Todos os leitores saberão certamente que ter um animal acarreta uma enorme responsabilidade. Muitas pessoas, sem a preparação e condições necessárias, acabam por se dar conta disso quando já é tarde. Ou seja, quando já trouxeram o animal para o seu lar.
Como explicar então, de forma muito resumida, a origem deste problema? O abandono de animais remonta, muito provavelmente, ao início da domesticação dos mesmos. E, como não poderia deixar de ser, a culpa de os deixar à sua sorte é inteiramente da espécie humana, que tomou a decisão de os acolher em primeiro lugar. Assim sendo, quais poderiam ser as causas que levam alguém a cometer um ato tão ignóbil?

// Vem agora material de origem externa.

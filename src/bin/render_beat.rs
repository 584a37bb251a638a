//! Beat renderer
//!
//! Loads a beat file, runs the player offline for a number of audio blocks
//! and prints every note event it emits. Transport commands can be scheduled
//! at block indices to audition fills, part changes and endings.
//!
//! Usage: render_beat <beat.json|beat.ron> [blocks] [--config player.ron]
//!        [--fill N] [--next N] [--stop N]

use beat_sequencer::sequencer::note::note_name;
use beat_sequencer::{BeatDescription, Player, PlayerConfig, TransportCommand};
use std::path::PathBuf;
use std::sync::{Arc, Mutex};

const BLOCK_SIZE: usize = 512;

struct Options {
    beat_path: PathBuf,
    blocks: usize,
    config_path: Option<PathBuf>,
    schedule: Vec<(usize, TransportCommand)>,
}

fn parse_args() -> Result<Options, String> {
    let mut args = std::env::args().skip(1);
    let mut beat_path = None;
    let mut blocks = 256;
    let mut config_path = None;
    let mut schedule = Vec::new();

    while let Some(arg) = args.next() {
        let command = match arg.as_str() {
            "--config" => {
                let path = args.next().ok_or("--config needs a path")?;
                config_path = Some(PathBuf::from(path));
                continue;
            }
            "--fill" => Some(TransportCommand::Fill),
            "--next" => Some(TransportCommand::Next),
            "--stop" => Some(TransportCommand::Stop),
            _ => None,
        };

        match command {
            Some(command) => {
                let block = args
                    .next()
                    .and_then(|n| n.parse::<usize>().ok())
                    .ok_or_else(|| format!("{} needs a block index", arg))?;
                schedule.push((block, command));
            }
            None if beat_path.is_none() => beat_path = Some(PathBuf::from(arg)),
            None => {
                blocks = arg
                    .parse()
                    .map_err(|_| format!("invalid block count '{}'", arg))?;
            }
        }
    }

    Ok(Options {
        beat_path: beat_path.ok_or("missing beat file")?,
        blocks,
        config_path,
        schedule,
    })
}

fn main() -> Result<(), Box<dyn std::error::Error>> {
    env_logger::Builder::from_env(env_logger::Env::default().default_filter_or("info")).init();

    let options = parse_args()?;
    let config = match &options.config_path {
        Some(path) => PlayerConfig::from_file(path)?,
        None => PlayerConfig::default(),
    };

    let beat = Arc::new(BeatDescription::load(&options.beat_path)?);
    println!(
        "Beat '{}' ({}), {} BPM, {} parts",
        beat.name(),
        beat.time_signature(),
        beat.tempo().bpm(),
        beat.part_count()
    );
    for part in beat.parts() {
        println!(
            "  {}: {} bar(s), {} fill(s){}",
            part.name,
            part.main_loop.bars(beat.quarters_per_bar()),
            part.fills.len(),
            if part.transition.is_some() { ", transition" } else { "" }
        );
    }

    let (mut player, mut processor) = Player::new(&config);
    if !player.load_beat_description(beat) {
        return Err("beat has no playable part".into());
    }

    let events = Arc::new(Mutex::new(Vec::new()));
    let sink = Arc::clone(&events);
    processor.set_note_callback(move |delay, pitch, velocity| {
        if let Ok(mut events) = sink.lock() {
            events.push((delay, pitch, velocity));
        }
    });

    player.start();
    for block in 0..options.blocks {
        for (_, command) in options.schedule.iter().filter(|(at, _)| *at == block) {
            let sent = match command {
                TransportCommand::Start => player.start(),
                TransportCommand::Stop => player.stop(),
                TransportCommand::Fill => player.fill_in(),
                TransportCommand::Next => player.next(),
            };
            if !sent {
                log::warn!("Command {:?} dropped at block {}", command, block);
            }
        }

        processor.tick(BLOCK_SIZE);

        let emitted: Vec<_> = events
            .lock()
            .map(|mut e| e.drain(..).collect())
            .unwrap_or_default();
        for (delay, pitch, velocity) in emitted {
            let sample = block * BLOCK_SIZE + delay as usize;
            let name = note_name(pitch);
            if velocity > 0.0 {
                println!("{:>9}  on   {:<4} {:.2}  [{:?}]", sample, name, velocity, player.state());
            } else {
                println!("{:>9}  off  {:<4}", sample, name);
            }
        }
    }

    if player.overrun_blocks() > 0 {
        log::warn!(
            "{} block(s) crossed too many sequence ends and were cut short",
            player.overrun_blocks()
        );
    }

    println!(
        "Finished in state {:?}, part {:?}",
        player.state(),
        player.part_name()
    );
    Ok(())
}
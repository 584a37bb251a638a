// Sequencer module
// Musical time, sequences, beat descriptions and the real-time beat player

pub mod beat;
pub mod events;
pub mod note;
pub mod player;
pub mod sequence;
pub mod splice;
pub mod timeline;
pub mod transport;

pub use beat::{BeatDescription, BeatError, Part, SequenceSlot};
pub use note::Note;
pub use player::{NoteCallback, Player, PlayerProcessor};
pub use sequence::Sequence;
pub use timeline::{Tempo, TimeSignature};
pub use transport::PlayerState;
// Deferred note events and same-pitch merge tracking
// Both buffers are reserved up front and never grow on the audio thread

/// Note-on or note-off
#[derive(Debug, Clone, Copy, PartialEq, Eq)]
pub enum NoteEventKind {
    On,
    Off,
}

/// A note event waiting for its sample to come up
#[derive(Debug, Clone, Copy, PartialEq)]
pub struct DeferredEvent {
    /// Samples from the start of the current block
    pub delay: i64,
    pub kind: NoteEventKind,
    pub pitch: u8,
    pub velocity: f32,
}

impl DeferredEvent {
    pub fn note_on(delay: i64, pitch: u8, velocity: f32) -> Self {
        Self {
            delay,
            kind: NoteEventKind::On,
            pitch,
            velocity,
        }
    }

    pub fn note_off(delay: i64, pitch: u8) -> Self {
        Self {
            delay,
            kind: NoteEventKind::Off,
            pitch,
            velocity: 0.0,
        }
    }

    fn sort_key(&self) -> (i64, u8, u8) {
        // At the same sample a note-off goes out before a retrigger
        let kind = match self.kind {
            NoteEventKind::Off => 0,
            NoteEventKind::On => 1,
        };
        (self.delay, kind, self.pitch)
    }
}

/// Events computed ahead of time, carried from block to block
#[derive(Debug, Clone)]
pub struct PendingEvents {
    events: Vec<DeferredEvent>,
}

impl PendingEvents {
    pub fn with_capacity(capacity: usize) -> Self {
        Self {
            events: Vec::with_capacity(capacity),
        }
    }

    pub fn len(&self) -> usize {
        self.events.len()
    }

    pub fn is_empty(&self) -> bool {
        self.events.is_empty()
    }

    /// Room left without reallocating
    pub fn spare(&self) -> usize {
        self.events.capacity() - self.events.len()
    }

    /// Add an event; refused (false) when the reserved space is used up
    pub fn push(&mut self, event: DeferredEvent) -> bool {
        if self.spare() == 0 {
            return false;
        }
        self.events.push(event);
        true
    }

    pub fn find_note_off_mut(&mut self, pitch: u8, delay: i64) -> Option<&mut DeferredEvent> {
        self.events
            .iter_mut()
            .find(|e| e.kind == NoteEventKind::Off && e.pitch == pitch && e.delay == delay)
    }

    /// Emit, in delay order, every event due before `block_size`,
    /// then move the rest one block closer
    pub fn emit_due(&mut self, block_size: i64, mut emit: impl FnMut(&DeferredEvent)) {
        self.events.sort_unstable_by_key(DeferredEvent::sort_key);

        let due = self.events.partition_point(|e| e.delay < block_size);
        for event in &self.events[..due] {
            emit(event);
        }
        self.events.drain(..due);

        for event in &mut self.events {
            event.delay -= block_size;
        }
    }

    /// Drop pending note-ons and make pending note-offs due immediately
    pub fn flush_note_offs(&mut self) {
        self.events.retain(|e| e.kind == NoteEventKind::Off);
        for event in &mut self.events {
            event.delay = 0;
        }
    }

    pub fn iter(&self) -> impl Iterator<Item = &DeferredEvent> {
        self.events.iter()
    }
}

/// A recent trigger, remembered to coalesce near-simultaneous hits
#[derive(Debug, Clone, Copy, PartialEq, Eq)]
pub struct RecentTrigger {
    pub pitch: u8,
    pub on_delay: i64,
    pub off_delay: i64,
}

/// Recent triggers per pitch, aged block by block
#[derive(Debug, Clone)]
pub struct MergeTracker {
    triggers: Vec<RecentTrigger>,
}

impl MergeTracker {
    pub fn with_capacity(capacity: usize) -> Self {
        Self {
            triggers: Vec::with_capacity(capacity),
        }
    }

    pub fn len(&self) -> usize {
        self.triggers.len()
    }

    pub fn is_empty(&self) -> bool {
        self.triggers.is_empty()
    }

    /// Trigger of `pitch` within `window` samples of `on_delay`
    pub fn find_mut(
        &mut self,
        pitch: u8,
        on_delay: i64,
        window: i64,
    ) -> Option<&mut RecentTrigger> {
        self.triggers
            .iter_mut()
            .find(|t| t.pitch == pitch && (t.on_delay - on_delay).abs() <= window)
    }

    /// Remember a trigger; ignored when the reserved space is used up
    pub fn record(&mut self, trigger: RecentTrigger) -> bool {
        if self.triggers.len() == self.triggers.capacity() {
            return false;
        }
        self.triggers.push(trigger);
        true
    }

    /// Age every trigger by one block and forget those out of reach
    pub fn expire(&mut self, block_size: i64, window: i64) {
        for trigger in &mut self.triggers {
            trigger.on_delay -= block_size;
            trigger.off_delay -= block_size;
        }
        self.triggers.retain(|t| t.on_delay + window >= 0);
    }

    pub fn clear(&mut self) {
        self.triggers.clear();
    }
}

De acordo com a DGAV, todos os anos são abandonados cerca de 30 mil animais, e uma das razões apontada é a incapacidade financeira. Os custos consideráveis associados aos nossos animais são, com frequência, desvalorizados ou até inteiramente desconhecidos por parte das pessoas. Em lugar de fazer uma pré-avaliação das necessidades para ter um animal a seu cargo, muitas delas só se dão conta quando já os têm. Exemplo disso é a falta de capacidade para fazer frente a despesas de saúde, em parte por um total desconhecimento dos valores praticados, mas também por não saberem de antemão que os animais, tal como as pessoas, necessitam de variados cuidados de saúde.
A falta de tempo assume também particular relevo e mostra, uma vez mais, a gritante falta de informação e preparação prévias. A isto, acrescento ainda o egoísmo exclusivo da nossa espécie, que leva a que se registem as maiores taxas de abandono durante os períodos de férias, sobretudo no Verão.
Mas antes, e com maior preponderância que as anteriores, está a preparação através do nível de informação e formação adquiridas. Estas duas são, de certa forma, as keystone species no ecossistema da adoção responsável.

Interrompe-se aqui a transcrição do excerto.